Galas enacts 'Judgement Day'

Avant-garde performance artist Diamanda Galas will perform "Judgement Day," an emotionally charged, solo stage production about the AIDS epidemic, tonight in Spaulding Auditorium at 8 p.m.

The classically trained singer and pianist uses everything from biblical passages to parodies of fundamentalist preachers in her criticism of how the disease is dealt with by many Americans.

Shock is an integral part of Galas's shows. She has been known to appear on stage nude and covered with stage-blood. In a photo by Annie Leibowitz for Vanity Fair magazine the performance artist poses for a Crucifixion scene.

Songs from "Judgement Day" come from her new compact disc "The Singer," which is a continuation of three records released by Galas in the mid-80s about AIDS.
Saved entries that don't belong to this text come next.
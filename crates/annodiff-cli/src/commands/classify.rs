//! Classify command
//!
//! Usage: annodiff classify <REPORT> [--output <FILE>]

use super::read_report;
use annodiff_core::postprocess::{default_classifiers, summarize_change_types, SummaryDocument};
use clap::Args;
use std::path::PathBuf;

#[derive(Debug, Args)]
pub struct ClassifyArgs {
    /// Report JSON written by `compare`
    pub report: PathBuf,

    /// Output file path (default: stdout)
    #[arg(short, long)]
    pub output: Option<PathBuf>,
}

/// Execute classify command
pub fn execute(args: ClassifyArgs) -> Result<(), Box<dyn std::error::Error>> {
    let report = read_report(&args.report)?;
    let summary = summarize_change_types(&report, &default_classifiers());
    let json = serde_json::to_string_pretty(&SummaryDocument::from(summary))?;

    if let Some(output_path) = args.output {
        std::fs::write(&output_path, json + "\n")?;
        println!("✓ Summary written to {}", output_path.display());
    } else {
        println!("{}", json);
    }

    Ok(())
}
Other previous Galas works include: "Wild Women With Steak Knives" and "You Must Be Certain of the Devil."

In her work, Galas uses several blues and gospel songs by such artists as Willie Dixon and Roy Acuff. She transforms Acuff's "Were You There When They Crucified My Lord" to a contemporary version with the saints replaced by the AIDS community.

Since she began composing "Plague Mass" in 1984, most of her work has addressed the AIDS, which took her brother's life in 1986.